Let the estimation of $$\sigma_t^2$$ be $$\epsilon_t^2$$ and $$\epsilon_{t+1}^2 = \omega+(\alpha+\beta)\epsilon_t^2+u$$ where $$u$$ is the residual. We apply linear regression to the above AR model and obtain the estimate of $$\omega$$ and $$\alpha+\beta$$. We only need to estimate one variable, either $$\alpha$$ or $$\beta$$. We do so through maximizing the quasi-maximal likelihood. This time, it is a $$1$$ as opposed to $$3$$ dimensional problem, which would be much easier.

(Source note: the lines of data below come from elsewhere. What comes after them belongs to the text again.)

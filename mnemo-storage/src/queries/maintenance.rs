//! Row counts for diagnostics.

use rusqlite::Connection;

use mnemo_core::errors::MnemoResult;

use crate::to_storage_err;

pub fn count_rows(conn: &Connection, table: &str) -> MnemoResult<usize> {
    let count: i64 = conn
        .query_row(&format!("SELECT COUNT(*) FROM {table}"), [], |row| row.get(0))
        .map_err(|e| to_storage_err(format!("count {table}: {e}")))?;
    Ok(count as usize)
}
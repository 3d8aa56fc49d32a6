//! Configuration with layered resolution: compiled defaults, TOML file,
//! then `MNEMO_*` environment variables.

pub mod completion_config;
pub mod defaults;
pub mod embedding_config;
pub mod memory_config;
pub mod observability_config;
pub mod retrieval_config;
pub mod retry_config;
pub mod storage_config;
pub mod vocabulary_config;

use std::path::Path;

use serde::{Deserialize, Serialize};

pub use completion_config::CompletionConfig;
pub use embedding_config::EmbeddingConfig;
pub use memory_config::MemoryConfig;
pub use observability_config::ObservabilityConfig;
pub use retrieval_config::RetrievalConfig;
pub use retry_config::RetryConfig;
pub use storage_config::StorageConfig;
pub use vocabulary_config::VocabularyConfig;

use crate::errors::ConfigError;

/// Top-level configuration aggregating all sub-configs.
#[derive(Debug, Clone, Default, Serialize, Deserialize)]
#[serde(default)]
pub struct MnemoConfig {
    pub storage: StorageConfig,
    pub embedding: EmbeddingConfig,
    pub completion: CompletionConfig,
    pub retrieval: RetrievalConfig,
    pub memory: MemoryConfig,
    pub retry: RetryConfig,
    pub vocabulary: VocabularyConfig,
    pub observability: ObservabilityConfig,
}

impl MnemoConfig {
    /// Load configuration.
    ///
    /// Resolution order (highest priority first):
    /// 1. Environment variables (`MNEMO_*`)
    /// 2. TOML file at `path`, when given
    /// 3. Compiled defaults
    pub fn load(path: Option<&Path>) -> Result<Self, ConfigError> {
        let mut config = match path {
            Some(p) => {
                let raw = std::fs::read_to_string(p).map_err(|e| ConfigError::ReadFailed {
                    path: p.display().to_string(),
                    message: e.to_string(),
                })?;
                toml::from_str(&raw).map_err(|e| ConfigError::ParseError {
                    path: p.display().to_string(),
                    message: e.to_string(),
                })?
            }
            None => Self::default(),
        };

        config.apply_env_overrides(|key| std::env::var(key).ok());
        config.validate()?;
        Ok(config)
    }

    /// Load configuration from a TOML string (for testing).
    pub fn from_toml(toml_str: &str) -> Result<Self, ConfigError> {
        let config: Self = toml::from_str(toml_str).map_err(|e| ConfigError::ParseError {
            path: "<string>".to_string(),
            message: e.to_string(),
        })?;
        config.validate()?;
        Ok(config)
    }

    /// Apply `MNEMO_*` overrides through the given lookup.
    /// Unparseable numeric values are ignored.
    pub fn apply_env_overrides<F>(&mut self, lookup: F)
    where
        F: Fn(&str) -> Option<String>,
    {
        if let Some(v) = lookup("MNEMO_DB_PATH") {
            self.storage.db_path = Some(v);
        }
        if let Some(v) = lookup("MNEMO_EMBEDDING_PROVIDER") {
            self.embedding.provider = v;
        }
        if let Some(v) = lookup("MNEMO_EMBEDDING_ENDPOINT") {
            self.embedding.endpoint = v;
        }
        if let Some(v) = lookup("MNEMO_EMBEDDING_MODEL") {
            self.embedding.model = v;
        }
        if let Some(v) = lookup("MNEMO_COMPLETION_ENDPOINT") {
            self.completion.endpoint = v;
        }
        if let Some(v) = lookup("MNEMO_COMPLETION_MODEL") {
            self.completion.model = v;
        }
        if let Some(v) = lookup("MNEMO_TOP_K").and_then(|s| s.parse().ok()) {
            self.retrieval.top_k = v;
        }
        if let Some(v) = lookup("MNEMO_DISTANCE_THRESHOLD").and_then(|s| s.parse().ok()) {
            self.retrieval.distance_threshold = v;
        }
        if let Some(v) = lookup("MNEMO_LOG") {
            self.observability.log_level = v;
        }
    }

    /// Validate the configuration values.
    pub fn validate(&self) -> Result<(), ConfigError> {
        if !(0.0..=2.0).contains(&self.retrieval.distance_threshold) {
            return Err(invalid("retrieval.distance_threshold", "must be between 0.0 and 2.0"));
        }
        if self.retrieval.top_k == 0 {
            return Err(invalid("retrieval.top_k", "must be at least 1"));
        }
        if self.retrieval.max_search_limit == 0 {
            return Err(invalid("retrieval.max_search_limit", "must be at least 1"));
        }
        if self.retry.max_attempts == 0 {
            return Err(invalid("retry.max_attempts", "must be at least 1"));
        }
        if self.retry.delays_ms.is_empty() {
            return Err(invalid("retry.delays_ms", "must contain at least one delay"));
        }
        if self.embedding.dimensions == 0 {
            return Err(invalid("embedding.dimensions", "must be at least 1"));
        }
        match self.embedding.provider.as_str() {
            "api" | "tfidf" => Ok(()),
            other => Err(invalid(
                "embedding.provider",
                &format!("unknown provider '{other}', expected 'api' or 'tfidf'"),
            )),
        }
    }
}

fn invalid(field: &str, message: &str) -> ConfigError {
    ConfigError::ValidationFailed {
        field: field.to_string(),
        message: message.to_string(),
    }
}
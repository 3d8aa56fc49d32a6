//! # mnemo-retrieval
//!
//! Nearest-chunk lookup with a distance threshold and an unfiltered
//! fallback, context assembly, and the similarity-ranked search surface.

pub mod context;
pub mod engine;
pub mod filter;

pub use context::build_context;
pub use engine::RetrievalEngine;
pub use filter::apply_threshold;
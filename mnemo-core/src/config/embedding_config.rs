use serde::{Deserialize, Serialize};

use super::defaults;

/// Embedding port configuration.
#[derive(Debug, Clone, Serialize, Deserialize)]
#[serde(default)]
pub struct EmbeddingConfig {
    /// Embedding provider: "api" or "tfidf".
    pub provider: String,
    /// Embeddings endpoint (OpenAI-compatible).
    pub endpoint: String,
    /// Model name sent to the endpoint.
    pub model: String,
    /// Environment variable holding the API key.
    pub api_key_env: String,
    /// Embedding dimensions.
    pub dimensions: usize,
    /// L1 in-memory cache max entries.
    pub l1_cache_size: u64,
    /// Per-request timeout in seconds.
    pub timeout_secs: u64,
}

impl Default for EmbeddingConfig {
    fn default() -> Self {
        Self {
            provider: defaults::DEFAULT_EMBEDDING_PROVIDER.to_string(),
            endpoint: defaults::DEFAULT_EMBEDDING_ENDPOINT.to_string(),
            model: defaults::DEFAULT_EMBEDDING_MODEL.to_string(),
            api_key_env: defaults::DEFAULT_API_KEY_ENV.to_string(),
            dimensions: defaults::DEFAULT_EMBEDDING_DIMENSIONS,
            l1_cache_size: defaults::DEFAULT_L1_CACHE_SIZE,
            timeout_secs: defaults::DEFAULT_HTTP_TIMEOUT_SECS,
        }
    }
}
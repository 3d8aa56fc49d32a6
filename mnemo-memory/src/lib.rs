//! # mnemo-memory
//!
//! Save policy (fact upsert vs chat append), ranked recall over the raw
//! store results, and the current-value view of keyed facts.

pub mod engine;
pub mod ranking;

pub use engine::MemoryEngine;
pub use ranking::{rank, ScorerWeights};
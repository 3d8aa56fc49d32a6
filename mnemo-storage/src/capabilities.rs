//! Optional schema capabilities, detected from the live database.

use rusqlite::Connection;

use mnemo_core::errors::MnemoResult;

use crate::to_storage_err;

/// Whether `table` has a column named `column`.
pub fn has_column(conn: &Connection, table: &str, column: &str) -> MnemoResult<bool> {
    let mut stmt = conn
        .prepare("SELECT name FROM pragma_table_info(?1)")
        .map_err(|e| to_storage_err(e.to_string()))?;
    let names = stmt
        .query_map([table], |row| row.get::<_, String>(0))
        .map_err(|e| to_storage_err(e.to_string()))?;
    for name in names {
        if name.map_err(|e| to_storage_err(e.to_string()))? == column {
            return Ok(true);
        }
    }
    Ok(false)
}

/// Whether user memories can be scoped to a conversation.
pub fn detect_conversation_scope(conn: &Connection) -> MnemoResult<bool> {
    has_column(conn, "user_memories", "conversation_id")
}
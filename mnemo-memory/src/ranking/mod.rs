pub mod scorer;

pub use scorer::{rank, recency_factor, score_candidate, similarity_factor, ScorerWeights};
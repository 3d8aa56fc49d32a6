use serde::{Deserialize, Serialize};

use super::defaults;

/// Memory subsystem configuration.
#[derive(Debug, Clone, Serialize, Deserialize)]
#[serde(default)]
pub struct MemoryConfig {
    /// Number of similar chat memories recalled per question.
    pub similar_top_k: usize,
}

impl Default for MemoryConfig {
    fn default() -> Self {
        Self {
            similar_top_k: defaults::DEFAULT_SIMILAR_TOP_K,
        }
    }
}
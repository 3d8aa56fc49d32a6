//! Document and chunk ingestion.

use chrono::{SecondsFormat, Utc};
use rusqlite::{params, Connection};

use mnemo_core::errors::MnemoResult;
use mnemo_core::models::{Chunk, Document, NewChunk};

use crate::to_storage_err;
use crate::vector::{bytes_to_f32_vec, f32_vec_to_bytes};

/// Insert a document, or return the existing row for the same filepath.
pub fn upsert_document(conn: &Connection, title: &str, filepath: &str) -> MnemoResult<Document> {
    conn.execute(
        "INSERT INTO documents (title, filepath, created_at) VALUES (?1, ?2, ?3)
         ON CONFLICT(filepath) DO UPDATE SET title = excluded.title",
        params![title, filepath, Utc::now().to_rfc3339_opts(SecondsFormat::Micros, true)],
    )
    .map_err(|e| to_storage_err(format!("upsert document: {e}")))?;

    conn.query_row(
        "SELECT id, title, filepath FROM documents WHERE filepath = ?1",
        params![filepath],
        |row| {
            Ok(Document {
                id: row.get(0)?,
                title: row.get(1)?,
                filepath: row.get(2)?,
            })
        },
    )
    .map_err(|e| to_storage_err(e.to_string()))
}

/// Insert chunks for a document inside one transaction.
/// Existing `(document_id, chunk_index)` pairs are left untouched.
/// Returns the number of newly inserted chunks.
pub fn insert_chunks(conn: &Connection, document_id: i64, chunks: &[NewChunk]) -> MnemoResult<usize> {
    let tx = conn
        .unchecked_transaction()
        .map_err(|e| to_storage_err(e.to_string()))?;
    let mut inserted = 0;
    {
        let mut stmt = tx
            .prepare_cached(
                "INSERT INTO chunks (document_id, chunk_index, content, embedding, dimensions)
                 VALUES (?1, ?2, ?3, ?4, ?5)
                 ON CONFLICT(document_id, chunk_index) DO NOTHING",
            )
            .map_err(|e| to_storage_err(e.to_string()))?;
        for chunk in chunks {
            inserted += stmt
                .execute(params![
                    document_id,
                    chunk.chunk_index,
                    chunk.content,
                    f32_vec_to_bytes(&chunk.embedding),
                    chunk.embedding.len() as i64,
                ])
                .map_err(|e| to_storage_err(format!("insert chunk: {e}")))?;
        }
    }
    tx.commit().map_err(|e| to_storage_err(e.to_string()))?;
    Ok(inserted)
}

/// All chunks of a document in index order.
pub fn chunks_for_document(conn: &Connection, document_id: i64) -> MnemoResult<Vec<Chunk>> {
    let mut stmt = conn
        .prepare(
            "SELECT id, document_id, chunk_index, content, embedding
             FROM chunks WHERE document_id = ?1 ORDER BY chunk_index",
        )
        .map_err(|e| to_storage_err(e.to_string()))?;
    let rows = stmt
        .query_map(params![document_id], |row| {
            let blob: Vec<u8> = row.get(4)?;
            Ok(Chunk {
                id: row.get(0)?,
                document_id: row.get(1)?,
                chunk_index: row.get(2)?,
                content: row.get(3)?,
                embedding: bytes_to_f32_vec(&blob),
            })
        })
        .map_err(|e| to_storage_err(e.to_string()))?;
    rows.collect::<Result<Vec<_>, _>>()
        .map_err(|e| to_storage_err(e.to_string()))
}
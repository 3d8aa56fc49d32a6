//! StorageEngine: owns the ConnectionPool and implements the memory and
//! retrieval store ports.

use std::path::Path;

use chrono::{DateTime, Utc};
use tracing::debug;

use mnemo_core::config::StorageConfig;
use mnemo_core::config::defaults::DEFAULT_READ_POOL_SIZE;
use mnemo_core::errors::MnemoResult;
use mnemo_core::models::{
    Chunk, Document, Fact, MemoryCandidate, MemoryType, NewChunk, NewMemory, RetrievedChunk, SavedMemory,
    SearchHit,
};
use mnemo_core::traits::{IMemoryStore, IRetrievalStore, MemoryQuery};

use crate::capabilities;
use crate::migrations;
use crate::pool::ConnectionPool;
use crate::queries::{chunk_ops, chunk_search, maintenance, memory_crud, memory_search};

/// Row counts per table.
#[derive(Debug, Clone, Copy, Default, PartialEq, Eq)]
pub struct StorageCounts {
    pub documents: usize,
    pub chunks: usize,
    pub memories: usize,
}

pub struct StorageEngine {
    pool: ConnectionPool,
    /// Detected once, at open, right after migrations.
    conversation_scope: bool,
}

impl StorageEngine {
    /// Open a storage engine backed by a file on disk, with conversation scoping.
    pub fn open(path: &Path) -> MnemoResult<Self> {
        let pool = ConnectionPool::open(path, DEFAULT_READ_POOL_SIZE)?;
        Self::initialize(pool, true)
    }

    /// Open an in-memory storage engine (for testing).
    pub fn open_in_memory() -> MnemoResult<Self> {
        let pool = ConnectionPool::open_in_memory()?;
        Self::initialize(pool, true)
    }

    /// Open according to the storage config. No `db_path` means in-memory.
    pub fn open_with_config(config: &StorageConfig) -> MnemoResult<Self> {
        match &config.db_path {
            Some(path) => {
                let pool = ConnectionPool::open(Path::new(path), config.read_pool_size)?;
                Self::initialize(pool, config.conversation_scoping)
            }
            None => {
                let pool = ConnectionPool::open_in_memory()?;
                Self::initialize(pool, config.conversation_scoping)
            }
        }
    }

    fn initialize(pool: ConnectionPool, conversation_scoping: bool) -> MnemoResult<Self> {
        let conversation_scope = pool.writer.with_conn_sync(|conn| {
            migrations::run_migrations(conn, conversation_scoping)?;
            capabilities::detect_conversation_scope(conn)
        })?;
        debug!(conversation_scope, "detected memory schema capability");
        Ok(Self {
            pool,
            conversation_scope,
        })
    }

    pub fn pool(&self) -> &ConnectionPool {
        &self.pool
    }

    fn with_reader<F, T>(&self, f: F) -> MnemoResult<T>
    where
        F: FnOnce(&rusqlite::Connection) -> MnemoResult<T>,
    {
        self.pool.read(f)
    }

    /// Save a memory with an explicit write time.
    pub fn save_with_timestamp(
        &self,
        memory: &NewMemory,
        at: DateTime<Utc>,
    ) -> MnemoResult<SavedMemory> {
        let scoped = self.conversation_scope;
        self.pool
            .writer
            .with_conn_sync(|conn| memory_crud::save_memory(conn, memory, scoped, at))
    }

    pub fn upsert_document(&self, title: &str, filepath: &str) -> MnemoResult<Document> {
        self.pool
            .writer
            .with_conn_sync(|conn| chunk_ops::upsert_document(conn, title, filepath))
    }

    /// Insert chunks for a document. Returns how many were new.
    pub fn insert_chunks(&self, document_id: i64, chunks: &[NewChunk]) -> MnemoResult<usize> {
        self.pool
            .writer
            .with_conn_sync(|conn| chunk_ops::insert_chunks(conn, document_id, chunks))
    }

    pub fn chunks_for_document(&self, document_id: i64) -> MnemoResult<Vec<Chunk>> {
        self.with_reader(|conn| chunk_ops::chunks_for_document(conn, document_id))
    }

    /// Memory rows stored for a user, optionally of one type.
    pub fn memory_count(&self, user_id: &str, memory_type: Option<MemoryType>) -> MnemoResult<usize> {
        self.with_reader(|conn| memory_crud::count_for_user(conn, user_id, memory_type))
    }

    pub fn counts(&self) -> MnemoResult<StorageCounts> {
        self.with_reader(|conn| {
            Ok(StorageCounts {
                documents: maintenance::count_rows(conn, "documents")?,
                chunks: maintenance::count_rows(conn, "chunks")?,
                memories: maintenance::count_rows(conn, "user_memories")?,
            })
        })
    }
}

impl IMemoryStore for StorageEngine {
    fn save(&self, memory: &NewMemory) -> MnemoResult<SavedMemory> {
        self.save_with_timestamp(memory, Utc::now())
    }

    fn nearest(&self, query: &MemoryQuery<'_>) -> MnemoResult<Vec<MemoryCandidate>> {
        let scoped = self.conversation_scope;
        self.with_reader(|conn| memory_search::nearest_memories(conn, query, scoped))
    }

    fn latest_facts(&self, user_id: &str) -> MnemoResult<Vec<Fact>> {
        self.with_reader(|conn| memory_search::latest_facts(conn, user_id))
    }

    fn supports_conversation_scope(&self) -> MnemoResult<bool> {
        Ok(self.conversation_scope)
    }
}

impl IRetrievalStore for StorageEngine {
    fn nearest_chunks(&self, embedding: &[f32], top_k: usize) -> MnemoResult<Vec<RetrievedChunk>> {
        self.with_reader(|conn| chunk_search::nearest_chunks(conn, embedding, top_k))
    }

    fn similar_chunks(&self, embedding: &[f32], limit: usize) -> MnemoResult<Vec<SearchHit>> {
        self.with_reader(|conn| chunk_search::similar_chunks(conn, embedding, limit))
    }
}
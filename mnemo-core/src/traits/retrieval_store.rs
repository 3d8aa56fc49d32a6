use crate::errors::MnemoResult;
use crate::models::{RetrievedChunk, SearchHit};

/// Nearest-chunk queries over the ingested corpus.
pub trait IRetrievalStore: Send + Sync {
    /// The `top_k` nearest chunks ordered by ascending raw distance.
    fn nearest_chunks(&self, embedding: &[f32], top_k: usize) -> MnemoResult<Vec<RetrievedChunk>>;

    /// Up to `limit` chunks ordered by descending normalised similarity.
    fn similar_chunks(&self, embedding: &[f32], limit: usize) -> MnemoResult<Vec<SearchHit>>;
}
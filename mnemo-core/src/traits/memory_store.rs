use crate::errors::MnemoResult;
use crate::models::{Fact, MemoryCandidate, NewMemory, Role, SavedMemory};

/// Distance-ordered memory lookup.
#[derive(Debug, Clone, PartialEq)]
pub struct MemoryQuery<'a> {
    pub user_id: &'a str,
    pub embedding: &'a [f32],
    pub limit: usize,
    pub role: Option<Role>,
    /// Restrict chat rows to one conversation. Ignored when unsupported.
    pub conversation_id: Option<&'a str>,
}

/// Persistence and raw retrieval of user memories.
pub trait IMemoryStore: Send + Sync {
    /// Upsert a keyed fact on `(user_id, memory_key)`, or append a chat row.
    fn save(&self, memory: &NewMemory) -> MnemoResult<SavedMemory>;

    /// Up to `limit` memories of the user ordered by ascending raw distance.
    fn nearest(&self, query: &MemoryQuery<'_>) -> MnemoResult<Vec<MemoryCandidate>>;

    /// Most recently written row per distinct memory key.
    fn latest_facts(&self, user_id: &str) -> MnemoResult<Vec<Fact>>;

    /// Whether the optional conversation scoping column exists.
    fn supports_conversation_scope(&self) -> MnemoResult<bool>;
}
//! Deterministic regex paths that bypass the LLM extractor.

use regex::Regex;

use mnemo_core::errors::{MnemoError, MnemoResult};
use mnemo_core::models::{FactCandidate, FactIntent};

/// Compiled patterns. Build once and share.
#[derive(Debug, Clone)]
pub struct FastPaths {
    name_intro: Regex,
    like_intro: Regex,
    canned_recall: Regex,
    direct_personal: Regex,
}

fn compile(pattern: &str) -> MnemoResult<Regex> {
    Regex::new(pattern).map_err(|e| MnemoError::Internal {
        reason: format!("invalid fast-path pattern: {e}"),
    })
}

/// Strip trailing sentence punctuation and surrounding quotes from a value.
fn clean_value(raw: &str) -> String {
    raw.trim()
        .trim_end_matches(['.', '!', ',', ';'])
        .trim_matches(['"', '\''])
        .trim()
        .to_string()
}

impl FastPaths {
    pub fn new() -> MnemoResult<Self> {
        Ok(Self {
            name_intro: compile(r"(?i)^\s*my\s+name\s+is\s+(.+?)\s*[.!]*\s*$")?,
            like_intro: compile(r"(?i)^\s*i\s+(?:now\s+)?(?:like|love|prefer)\s+(.+?)\s*[.!]*\s*$")?,
            canned_recall: compile(
                r"(?i)^\s*what\s+(?:do|things\s+do)\s+i\s+(?:like|love|prefer)\s*\??\s*$",
            )?,
            direct_personal: compile(
                r"(?i)\b(?:do|did)\s+i\s+(?:own|have|like|prefer|remember|know)\b|\bam\s+i\b",
            )?,
        })
    }

    /// "my name is X" or "I (now) like X". Questions never match.
    pub fn introduced_fact(&self, question: &str) -> Option<FactCandidate> {
        let trimmed = question.trim();
        if trimmed.ends_with('?') {
            return None;
        }
        if let Some(caps) = self.name_intro.captures(trimmed) {
            let value = clean_value(caps.get(1)?.as_str());
            return (!value.is_empty())
                .then(|| FactCandidate::new("name", value, FactIntent::Introducing));
        }
        if let Some(caps) = self.like_intro.captures(trimmed) {
            let value = clean_value(caps.get(1)?.as_str());
            return (!value.is_empty())
                .then(|| FactCandidate::new("preference", value, FactIntent::Introducing));
        }
        None
    }

    /// "what do I like?"
    pub fn is_canned_recall(&self, question: &str) -> bool {
        self.canned_recall.is_match(question)
    }

    /// "do I own/have/like/prefer/remember/know …" or "am I …".
    pub fn is_direct_personal_question(&self, question: &str) -> bool {
        self.direct_personal.is_match(question)
    }
}

#[cfg(test)]
mod tests {
    use super::*;

    fn paths() -> FastPaths {
        FastPaths::new().unwrap()
    }

    #[test]
    fn name_intro() {
        let fact = paths().introduced_fact("My name is Aditia").unwrap();
        assert_eq!(fact.key, "name");
        assert_eq!(fact.value, "Aditia");
        assert_eq!(fact.intent, FactIntent::Introducing);

        let fact = paths().introduced_fact("  my name is Budi Santoso!  ").unwrap();
        assert_eq!(fact.value, "Budi Santoso");
    }

    #[test]
    fn like_intro_with_now() {
        let fact = paths().introduced_fact("I now like green tea.").unwrap();
        assert_eq!(fact.key, "preference");
        assert_eq!(fact.value, "green tea");

        let fact = paths().introduced_fact("I like coffee").unwrap();
        assert_eq!(fact.value, "coffee");
    }

    #[test]
    fn questions_are_not_introductions() {
        assert!(paths().introduced_fact("My name is what?").is_none());
        assert!(paths().introduced_fact("Do I like coffee?").is_none());
        assert!(paths().introduced_fact("What is the policy on coffee").is_none());
    }

    #[test]
    fn canned_recall() {
        assert!(paths().is_canned_recall("What do I like?"));
        assert!(paths().is_canned_recall("what do i like"));
        assert!(!paths().is_canned_recall("What do I like about the policy?"));
    }

    #[test]
    fn direct_personal_questions() {
        let p = paths();
        assert!(p.is_direct_personal_question("Do I have any pending leave?"));
        assert!(p.is_direct_personal_question("Am I allowed to work remotely?"));
        assert!(p.is_direct_personal_question("did I remember to submit it"));
        assert!(!p.is_direct_personal_question("Does the company allow pets?"));
    }
}
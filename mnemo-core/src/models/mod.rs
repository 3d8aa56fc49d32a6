pub mod chat;
pub mod chunk;
pub mod fact;
pub mod memory;
pub mod retrieval;
pub mod search;

pub use chat::{ChatRequest, ChatResponse, ChatTurn, MemoryMeta, ResponseMeta};
pub use chunk::{Chunk, Document, NewChunk, RetrievedChunk};
pub use fact::{FactCandidate, FactIntent, HighLevelIntent};
pub use memory::{Fact, Memory, MemoryCandidate, MemoryType, NewMemory, RankedMemory, Role, SavedMemory};
pub use retrieval::{RetrievalMeta, RetrievalResult};
pub use search::{SearchHit, SearchRequest, SearchResponse};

• I dont think that this is a valid approach. In order to estimate $\sigma_t^2$ you need estimates for $\omega$, $\alpha$ and $\beta$. Basically, you choose starting values for $\sigma_0^2$ and $\epsilon_0^2$. Then you calculate $\sigma_1^2=\hat{\omega}+\hat{\alpha}\epsilon_0^2+\hat{\beta}\sigma_0^2$ and so on.
– Lars
Jun 26 at 6:26
• Also I am a bit confused by "we only need estimates for one variable, either $\alpha$ or $\beta$". It is possible to kick out $\omega$ of the equation by using variance targeting, i.e. replacing $\omega$ by $\omega=(\alpha+\beta)E(\epsilon_t^2)$ but we still need estimates for $\alpha$ and $\beta$.
– Lars
Jun 26 at 6:35
• @Jonas_Dim: 1) I am saying the equation I write out in my answer is a linear regression with intercept $\omega$ and slope $\alpha+\beta$. We can readily obtain these two values. 2) Should it not be $\omega = (1-\alpha-\beta)\mathbf E[\epsilon_t^2]$?
– Hans
Jun 26 at 14:10
• How do you get $\alpha$ and $\beta$ from $\alpha+\beta$? Jun 26 at 14:32
• @RichardHardy: My last sentence in my answer says we can do so via maximizing the quasi-maximal likelihood as usual. Only this time, it is a one-dimensional, as opposed to 3 dimensional, problem which is much easier to solve.
– Hans
Jun 26 at 14:34